For the material that follows, work out how many lines hold the word "Deserialize" and answer only with the number.

--- --- ---

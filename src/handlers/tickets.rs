// src/handlers/tickets.rs

use axum::{
    extract::{Path, Query, State},
    http::{header, StatusCode},
    response::IntoResponse,
    Json,
};
use chrono::{DateTime, Utc};
use rust_decimal::Decimal;
use serde::Deserialize;
use serde_json::json;
use utoipa::ToSchema;
use uuid::Uuid;
use validator::{Validate, ValidationError};

use crate::{
    common::error::AppError,
    config::AppState,
    models::ticket::{FilterOptions, NewTicket, ProductType, ServiceTicket, TicketPatch, TicketStatus},
};

#[derive(Debug, Deserialize, Validate, ToSchema)]
#[serde(rename_all = "camelCase")]
pub struct CreateTicketPayload {
    #[validate(length(min = 1, message = "required"))]
    #[schema(example = "Ana Pop")]
    pub client_name: String,

    #[validate(length(min = 1, message = "required"))]
    #[schema(example = "0722111222")]
    pub client_phone: String,

    #[serde(default)]
    #[schema(example = "ana@example.com")]
    pub client_email: String,

    pub product_type: ProductType,

    #[validate(length(min = 1, message = "required"))]
    #[schema(example = "Dell XPS 13")]
    pub product_model: String,

    #[serde(default)]
    pub product_serial_number: String,

    #[serde(default)]
    #[schema(example = "Nu pornește")]
    pub problem_description: String,
    #[serde(default)]
    pub diagnostic: String,
    #[serde(default)]
    pub solution_applied: String,

    #[validate(custom(function = "validate_non_negative"))]
    #[schema(example = 250.0)]
    pub cost: Decimal,

    #[serde(default)]
    pub status: TicketStatus,

    /// Defaults to the technician configured in settings when omitted.
    pub technician_name: Option<String>,

    /// Defaults to now.
    pub date_received: Option<DateTime<Utc>>,
    pub date_delivered: Option<DateTime<Utc>>,
}

pub(crate) fn validate_non_negative(value: &Decimal) -> Result<(), ValidationError> {
    if value.is_sign_negative() {
        return Err(ValidationError::new("non_negative"));
    }
    Ok(())
}

#[derive(Debug, Deserialize)]
pub struct ResolveQuery {
    pub url: String,
}

// POST /api/tickets
#[utoipa::path(
    post,
    path = "/api/tickets",
    tag = "Tickets",
    request_body = CreateTicketPayload,
    responses(
        (status = 201, description = "Ticket created", body = ServiceTicket),
        (status = 400, description = "Invalid payload")
    )
)]
pub async fn create_ticket(
    State(app_state): State<AppState>,
    Json(payload): Json<CreateTicketPayload>,
) -> Result<impl IntoResponse, AppError> {
    payload.validate()?;

    let technician_name = match payload.technician_name {
        Some(name) if !name.trim().is_empty() => name,
        _ => app_state.settings_repo.technician_name().await,
    };

    let ticket = app_state
        .ticket_repo
        .create(NewTicket {
            client_name: payload.client_name,
            client_phone: payload.client_phone,
            client_email: payload.client_email,
            product_type: payload.product_type,
            product_model: payload.product_model,
            product_serial_number: payload.product_serial_number,
            problem_description: payload.problem_description,
            diagnostic: payload.diagnostic,
            solution_applied: payload.solution_applied,
            cost: payload.cost,
            status: payload.status,
            technician_name,
            date_received: payload.date_received.unwrap_or_else(Utc::now),
            date_delivered: payload.date_delivered,
            telegram_sent: false,
            telegram_message_id: None,
        })
        .await?;

    // Best-effort channel post; a failure leaves telegramSent false and
    // is not surfaced as an error.
    let outcome = app_state.telegram_service.send_ticket(&ticket).await;
    let ticket = if outcome.success {
        app_state
            .ticket_repo
            .mark_telegram_sent(ticket.id, outcome.message_id)
            .await?;
        app_state.ticket_repo.get(ticket.id).await.unwrap_or(ticket)
    } else {
        ticket
    };

    Ok((StatusCode::CREATED, Json(ticket)))
}

// GET /api/tickets
#[utoipa::path(
    get,
    path = "/api/tickets",
    tag = "Tickets",
    params(FilterOptions),
    responses(
        (status = 200, description = "Tickets matching the filter", body = Vec<ServiceTicket>)
    )
)]
pub async fn list_tickets(
    State(app_state): State<AppState>,
    Query(filter): Query<FilterOptions>,
) -> Result<impl IntoResponse, AppError> {
    let tickets = if filter.is_empty() {
        app_state.ticket_repo.list().await
    } else {
        app_state.ticket_repo.filter(&filter).await
    };
    Ok((StatusCode::OK, Json(tickets)))
}

// GET /api/tickets/{id}
#[utoipa::path(
    get,
    path = "/api/tickets/{id}",
    tag = "Tickets",
    params(("id" = Uuid, Path, description = "Ticket id")),
    responses(
        (status = 200, description = "The ticket", body = ServiceTicket),
        (status = 404, description = "Unknown ticket")
    )
)]
pub async fn get_ticket(
    State(app_state): State<AppState>,
    Path(id): Path<Uuid>,
) -> Result<impl IntoResponse, AppError> {
    let ticket = app_state
        .ticket_repo
        .get(id)
        .await
        .ok_or_else(|| AppError::NotFound(format!("Ticket {id} not found")))?;
    Ok((StatusCode::OK, Json(ticket)))
}

// PUT /api/tickets/{id}
#[utoipa::path(
    put,
    path = "/api/tickets/{id}",
    tag = "Tickets",
    params(("id" = Uuid, Path, description = "Ticket id")),
    request_body = TicketPatch,
    responses(
        (status = 200, description = "Updated ticket", body = ServiceTicket),
        (status = 404, description = "Unknown ticket")
    )
)]
pub async fn update_ticket(
    State(app_state): State<AppState>,
    Path(id): Path<Uuid>,
    Json(patch): Json<TicketPatch>,
) -> Result<impl IntoResponse, AppError> {
    let ticket = app_state
        .ticket_repo
        .update(id, patch)
        .await?
        .ok_or_else(|| AppError::NotFound(format!("Ticket {id} not found")))?;

    // Tickets already posted to the channel get an update notice.
    let ticket = if ticket.telegram_sent {
        let outcome = app_state.telegram_service.send_update(&ticket).await;
        if outcome.success {
            app_state
                .ticket_repo
                .mark_telegram_sent(ticket.id, outcome.message_id)
                .await?;
            app_state.ticket_repo.get(ticket.id).await.unwrap_or(ticket)
        } else {
            ticket
        }
    } else {
        ticket
    };

    Ok((StatusCode::OK, Json(ticket)))
}

// DELETE /api/tickets/{id}
#[utoipa::path(
    delete,
    path = "/api/tickets/{id}",
    tag = "Tickets",
    params(("id" = Uuid, Path, description = "Ticket id")),
    responses(
        (status = 200, description = "Whether a ticket was removed")
    )
)]
pub async fn delete_ticket(
    State(app_state): State<AppState>,
    Path(id): Path<Uuid>,
) -> Result<impl IntoResponse, AppError> {
    let message_id = app_state
        .ticket_repo
        .get(id)
        .await
        .and_then(|t| t.telegram_message_id);

    let deleted = app_state.ticket_repo.delete(id).await?;
    if deleted {
        if let Some(message_id) = message_id {
            // best-effort; the channel copy may outlive the ticket
            app_state.telegram_service.delete_message(&message_id).await;
        }
    }

    Ok((StatusCode::OK, Json(json!({ "deleted": deleted }))))
}

// POST /api/tickets/{id}/notify
#[utoipa::path(
    post,
    path = "/api/tickets/{id}/notify",
    tag = "Tickets",
    params(("id" = Uuid, Path, description = "Ticket id")),
    responses(
        (status = 200, description = "Channel send outcome", body = crate::services::telegram_service::SendOutcome),
        (status = 404, description = "Unknown ticket")
    )
)]
pub async fn notify_ticket(
    State(app_state): State<AppState>,
    Path(id): Path<Uuid>,
) -> Result<impl IntoResponse, AppError> {
    let ticket = app_state
        .ticket_repo
        .get(id)
        .await
        .ok_or_else(|| AppError::NotFound(format!("Ticket {id} not found")))?;

    let outcome = if ticket.telegram_sent {
        app_state.telegram_service.send_update(&ticket).await
    } else {
        app_state.telegram_service.send_ticket(&ticket).await
    };
    if outcome.success {
        app_state
            .ticket_repo
            .mark_telegram_sent(ticket.id, outcome.message_id.clone())
            .await?;
    }

    Ok((StatusCode::OK, Json(outcome)))
}

// GET /api/tickets/resolve?url=manusapp://ticket/...
#[utoipa::path(
    get,
    path = "/api/tickets/resolve",
    tag = "Tickets",
    params(("url" = String, Query, description = "Scanned deep link")),
    responses(
        (status = 200, description = "The ticket behind the deep link", body = ServiceTicket),
        (status = 404, description = "Unparseable link or unknown ticket")
    )
)]
pub async fn resolve_deep_link(
    State(app_state): State<AppState>,
    Query(query): Query<ResolveQuery>,
) -> Result<impl IntoResponse, AppError> {
    let id = app_state
        .label_service
        .parse_ticket_deep_link(&query.url)
        .ok_or_else(|| AppError::NotFound("Not a ticket deep link".to_string()))?;
    let ticket = app_state
        .ticket_repo
        .get(id)
        .await
        .ok_or_else(|| AppError::NotFound(format!("Ticket {id} not found")))?;
    Ok((StatusCode::OK, Json(ticket)))
}

// GET /api/tickets/{id}/qr.png
#[utoipa::path(
    get,
    path = "/api/tickets/{id}/qr.png",
    tag = "Tickets",
    params(("id" = Uuid, Path, description = "Ticket id")),
    responses(
        (status = 200, description = "QR code with the ticket deep link", body = Vec<u8>, content_type = "image/png"),
        (status = 404, description = "Unknown ticket")
    )
)]
pub async fn ticket_qr(
    State(app_state): State<AppState>,
    Path(id): Path<Uuid>,
) -> Result<impl IntoResponse, AppError> {
    let ticket = app_state
        .ticket_repo
        .get(id)
        .await
        .ok_or_else(|| AppError::NotFound(format!("Ticket {id} not found")))?;
    let png = app_state.label_service.ticket_qr_png(ticket.id)?;
    Ok(([(header::CONTENT_TYPE, "image/png")], png))
}

// GET /api/tickets/{id}/label.pdf
#[utoipa::path(
    get,
    path = "/api/tickets/{id}/label.pdf",
    tag = "Tickets",
    params(("id" = Uuid, Path, description = "Ticket id")),
    responses(
        (status = 200, description = "62×50 mm thermal label", body = Vec<u8>, content_type = "application/pdf"),
        (status = 404, description = "Unknown ticket")
    )
)]
pub async fn ticket_label(
    State(app_state): State<AppState>,
    Path(id): Path<Uuid>,
) -> Result<impl IntoResponse, AppError> {
    let ticket = app_state
        .ticket_repo
        .get(id)
        .await
        .ok_or_else(|| AppError::NotFound(format!("Ticket {id} not found")))?;
    let pdf = app_state.label_service.ticket_label_pdf(&ticket)?;
    Ok(([(header::CONTENT_TYPE, "application/pdf")], pdf))
}

// GET /api/tickets/{id}/sheet.pdf
#[utoipa::path(
    get,
    path = "/api/tickets/{id}/sheet.pdf",
    tag = "Tickets",
    params(("id" = Uuid, Path, description = "Ticket id")),
    responses(
        (status = 200, description = "A4 service sheet", body = Vec<u8>, content_type = "application/pdf"),
        (status = 404, description = "Unknown ticket")
    )
)]
pub async fn ticket_sheet(
    State(app_state): State<AppState>,
    Path(id): Path<Uuid>,
) -> Result<impl IntoResponse, AppError> {
    let ticket = app_state
        .ticket_repo
        .get(id)
        .await
        .ok_or_else(|| AppError::NotFound(format!("Ticket {id} not found")))?;
    let pdf = app_state.label_service.service_sheet_pdf(&ticket)?;
    Ok(([(header::CONTENT_TYPE, "application/pdf")], pdf))
}
pub mod export_service;
pub use export_service::ExportService;
pub mod label_service;
pub use label_service::LabelService;
pub mod report_service;
pub use report_service::ReportService;
pub mod telegram_service;
pub use telegram_service::TelegramService;
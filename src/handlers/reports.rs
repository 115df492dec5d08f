// src/handlers/reports.rs

use axum::{
    extract::{Path, Query, State},
    http::StatusCode,
    response::IntoResponse,
    Json,
};
use chrono::NaiveDate;
use serde::Deserialize;
use utoipa::IntoParams;

use crate::{
    common::error::AppError,
    config::AppState,
    models::reports::{
        ClientReport, DashboardStats, ProductReport, RevenueReport, TechnicianReport,
    },
};

#[derive(Debug, Deserialize, IntoParams)]
#[serde(rename_all = "camelCase")]
#[into_params(parameter_in = Query)]
pub struct ReportRangeQuery {
    /// First calendar day of the range, inclusive.
    pub start_date: NaiveDate,
    /// Last calendar day of the range, inclusive.
    pub end_date: NaiveDate,
}

// GET /api/reports/revenue
#[utoipa::path(
    get,
    path = "/api/reports/revenue",
    tag = "Reports",
    params(ReportRangeQuery),
    responses(
        (status = 200, description = "Revenue over completed tickets in range", body = RevenueReport)
    )
)]
pub async fn revenue_report(
    State(app_state): State<AppState>,
    Query(range): Query<ReportRangeQuery>,
) -> impl IntoResponse {
    let report = app_state
        .report_service
        .revenue_report(range.start_date, range.end_date)
        .await;
    (StatusCode::OK, Json(report))
}

// GET /api/reports/technicians
#[utoipa::path(
    get,
    path = "/api/reports/technicians",
    tag = "Reports",
    params(ReportRangeQuery),
    responses(
        (status = 200, description = "Per-technician stats, highest revenue first", body = Vec<TechnicianReport>)
    )
)]
pub async fn technician_report(
    State(app_state): State<AppState>,
    Query(range): Query<ReportRangeQuery>,
) -> impl IntoResponse {
    let report = app_state
        .report_service
        .technician_report(range.start_date, range.end_date)
        .await;
    (StatusCode::OK, Json(report))
}

// GET /api/reports/products
#[utoipa::path(
    get,
    path = "/api/reports/products",
    tag = "Reports",
    params(ReportRangeQuery),
    responses(
        (status = 200, description = "Per-product stats, most repaired first", body = Vec<ProductReport>)
    )
)]
pub async fn product_report(
    State(app_state): State<AppState>,
    Query(range): Query<ReportRangeQuery>,
) -> impl IntoResponse {
    let report = app_state
        .report_service
        .product_report(range.start_date, range.end_date)
        .await;
    (StatusCode::OK, Json(report))
}

// GET /api/reports/clients/{name}
#[utoipa::path(
    get,
    path = "/api/reports/clients/{name}",
    tag = "Reports",
    params(("name" = String, Path, description = "Exact client name, case-insensitive")),
    responses(
        (status = 200, description = "Whole-history client report", body = ClientReport),
        (status = 404, description = "Client has no tickets")
    )
)]
pub async fn client_report(
    State(app_state): State<AppState>,
    Path(name): Path<String>,
) -> Result<impl IntoResponse, AppError> {
    let report = app_state
        .report_service
        .client_report(&name)
        .await
        .ok_or_else(|| AppError::NotFound(format!("No tickets for client {name}")))?;
    Ok((StatusCode::OK, Json(report)))
}

// GET /api/reports/dashboard
#[utoipa::path(
    get,
    path = "/api/reports/dashboard",
    tag = "Reports",
    responses(
        (status = 200, description = "Whole-collection counters", body = DashboardStats)
    )
)]
pub async fn dashboard_stats(State(app_state): State<AppState>) -> impl IntoResponse {
    let stats = app_state.report_service.dashboard_stats().await;
    (StatusCode::OK, Json(stats))
}

// GET /api/reports/client-names
#[utoipa::path(
    get,
    path = "/api/reports/client-names",
    tag = "Reports",
    responses(
        (status = 200, description = "Sorted unique client names", body = Vec<String>)
    )
)]
pub async fn client_names(State(app_state): State<AppState>) -> impl IntoResponse {
    let names = app_state.report_service.client_names().await;
    (StatusCode::OK, Json(names))
}

// GET /api/reports/technician-names
#[utoipa::path(
    get,
    path = "/api/reports/technician-names",
    tag = "Reports",
    responses(
        (status = 200, description = "Sorted unique technician names", body = Vec<String>)
    )
)]
pub async fn technician_names(State(app_state): State<AppState>) -> impl IntoResponse {
    let names = app_state.report_service.technician_names().await;
    (StatusCode::OK, Json(names))
}
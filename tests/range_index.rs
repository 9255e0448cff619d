use rangeindex::{MaxIndex, SumIndex};

fn values_strategy() -> impl proptest::strategy::Strategy<Value = Vec<i64>> {
    proptest::collection::vec(-1_000_i64..1_000, 1..64)
}

// Wrapping fold to match the index's sum policy; tree combining order
// does not matter because wrapping addition stays associative.
fn slice_sum(values: &[i64], start: usize, end: usize) -> i64 {
    values[start..=end]
        .iter()
        .fold(0_i64, |acc, &v| acc.wrapping_add(v))
}

fn slice_max(values: &[i64], start: usize, end: usize) -> i64 {
    values[start..=end].iter().copied().max().unwrap()
}

proptest::proptest! {
    #[test]
    fn sum_query_consistent(values in values_strategy(), ranges: Vec<(proptest::sample::Index, proptest::sample::Index)>) {
        let index = SumIndex::from_slice(&values).unwrap();

        for (a, b) in ranges {
            let a = a.index(values.len());
            let b = b.index(values.len());
            let (start, end) = (a.min(b), a.max(b));

            assert_eq!(index.query(start, end), Ok(slice_sum(&values, start, end)));
        }
    }

    #[test]
    fn max_query_consistent(values in values_strategy(), ranges: Vec<(proptest::sample::Index, proptest::sample::Index)>) {
        let index = MaxIndex::from_slice(&values).unwrap();

        for (a, b) in ranges {
            let a = a.index(values.len());
            let b = b.index(values.len());
            let (start, end) = (a.min(b), a.max(b));

            assert_eq!(index.query(start, end), Ok(slice_max(&values, start, end)));
        }
    }

    #[test]
    fn updates_track_slice(mut values in values_strategy(), writes: Vec<(proptest::sample::Index, i64)>) {
        // Writes deliberately span all of i64: sums that wrap must agree
        // with the wrapping reference fold, not panic.
        let mut sum_index = SumIndex::from_slice(&values).unwrap();
        let mut max_index = MaxIndex::from_slice(&values).unwrap();

        for (position, value) in writes {
            let position = position.index(values.len());
            values[position] = value;
            sum_index.update(position, value).unwrap();
            max_index.update(position, value).unwrap();

            let end = values.len() - 1;
            assert_eq!(sum_index.query(0, end), Ok(slice_sum(&values, 0, end)));
            assert_eq!(max_index.query(0, end), Ok(slice_max(&values, 0, end)));
            assert_eq!(sum_index.query(position, position), Ok(value));
            assert_eq!(max_index.query(position, position), Ok(value));
        }
    }

    #[test]
    fn sum_range_split(values in values_strategy(), split: proptest::sample::Index) {
        // query(s, e) must equal query(s, m) + query(m + 1, e) at any split.
        proptest::prop_assume!(values.len() >= 2);

        let index = SumIndex::from_slice(&values).unwrap();
        let end = values.len() - 1;
        let mid = split.index(end);

        let whole = index.query(0, end).unwrap();
        let lower = index.query(0, mid).unwrap();
        let upper = index.query(mid + 1, end).unwrap();
        assert_eq!(whole, lower.wrapping_add(upper));
    }

    #[test]
    fn update_is_local(values in values_strategy(), target: proptest::sample::Index, value in -1_000_i64..1_000) {
        proptest::prop_assume!(values.len() >= 2);

        let mut index = SumIndex::from_slice(&values).unwrap();
        let target = target.index(values.len());

        // Record every range that does not contain the target position.
        let mut untouched = Vec::new();
        for start in 0..values.len() {
            for end in start..values.len() {
                if target < start || target > end {
                    untouched.push((start, end, index.query(start, end).unwrap()));
                }
            }
        }

        index.update(target, value).unwrap();

        assert_eq!(index.query(target, target), Ok(value));
        for (start, end, before) in untouched {
            assert_eq!(index.query(start, end), Ok(before));
        }
    }

    #[test]
    fn rebuild_matches_fresh(values in values_strategy(), writes: Vec<(proptest::sample::Index, i64)>) {
        let mut index = MaxIndex::from_slice(&values).unwrap();
        for (position, value) in writes {
            index.update(position.index(values.len()), value).unwrap();
        }

        // Rebuilding from the original slice erases every update.
        index.build(&values).unwrap();
        let fresh = MaxIndex::from_slice(&values).unwrap();

        for start in 0..values.len() {
            for end in start..values.len() {
                assert_eq!(index.query(start, end), fresh.query(start, end));
            }
        }
    }
}
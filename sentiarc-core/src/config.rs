//! JSON configuration files.

use std::path::Path;

use sentiarc_types::{ArcConfig, Result, SentimentError};
use tracing::debug;

/// Parses and validates a JSON config document.
///
/// Omitted fields keep their defaults; unknown fields are rejected.
///
/// # Errors
/// `SentimentError::InvalidConfiguration` for malformed JSON or values out
/// of range.
pub fn parse_config(json: &str) -> Result<ArcConfig> {
    let config: ArcConfig =
        serde_json::from_str(json).map_err(|e| SentimentError::InvalidConfiguration {
            reason: e.to_string(),
        })?;
    config.validate()?;
    Ok(config)
}

/// Loads a JSON config file.
///
/// # Errors
/// I/O errors, plus everything [`parse_config`] rejects.
pub fn load_config(path: impl AsRef<Path>) -> Result<ArcConfig> {
    let path = path.as_ref();
    let config = parse_config(&std::fs::read_to_string(path)?)?;
    debug!(path = %path.display(), ?config, "loaded config");
    Ok(config)
}
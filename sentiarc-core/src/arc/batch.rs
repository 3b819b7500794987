//! One-shot grouped aggregation.

use rustc_hash::FxHashMap;
use sentiarc_types::{AggregationMode, DocId, Result, ScoredToken, WindowSentiment};
use tracing::debug;

use crate::arc::{check_window_size, Accumulator};

/// Aggregates scored tokens into per-window net sentiment.
///
/// Input order does not matter. The result is sorted by
/// `(doc_id, window)`, ready to plot as a narrative arc.
///
/// # Errors
///
/// - `SentimentError::InvalidConfiguration` if `window_size` is 0
/// - `SentimentError::ModeMismatch` if a token's polarity does not match
///   `mode`
///
/// Nothing is returned on error; an empty slice yields an empty result.
///
/// # Example
///
/// ```
/// use sentiarc_core::arc::aggregate;
/// use sentiarc_types::{AggregationMode, ScoredToken};
///
/// let tokens = [ScoredToken::scored(0, 5, "love", 3), ScoredToken::scored(0, 6, "worry", -1)];
/// let arc = aggregate(&tokens, 80, AggregationMode::Scored).unwrap();
/// assert_eq!(arc.len(), 1);
/// assert_eq!(arc[0].net, 2);
/// ```
pub fn aggregate(
    tokens: &[ScoredToken],
    window_size: u32,
    mode: AggregationMode,
) -> Result<Vec<WindowSentiment>> {
    check_window_size(window_size)?;

    let mut groups: FxHashMap<(DocId, u32), Accumulator> = FxHashMap::default();
    for token in tokens {
        groups
            .entry((token.doc_id, token.window(window_size)))
            .or_default()
            .add(token, mode)?;
    }

    let mut windows: Vec<WindowSentiment> = groups
        .into_iter()
        .filter_map(|((doc_id, window), acc)| acc.finish(doc_id, window, mode))
        .collect();
    windows.sort_unstable();

    debug!(
        tokens = tokens.len(),
        windows = windows.len(),
        window_size,
        %mode,
        "aggregated sentiment windows"
    );
    Ok(windows)
}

--- --- ---

**Answer section**
5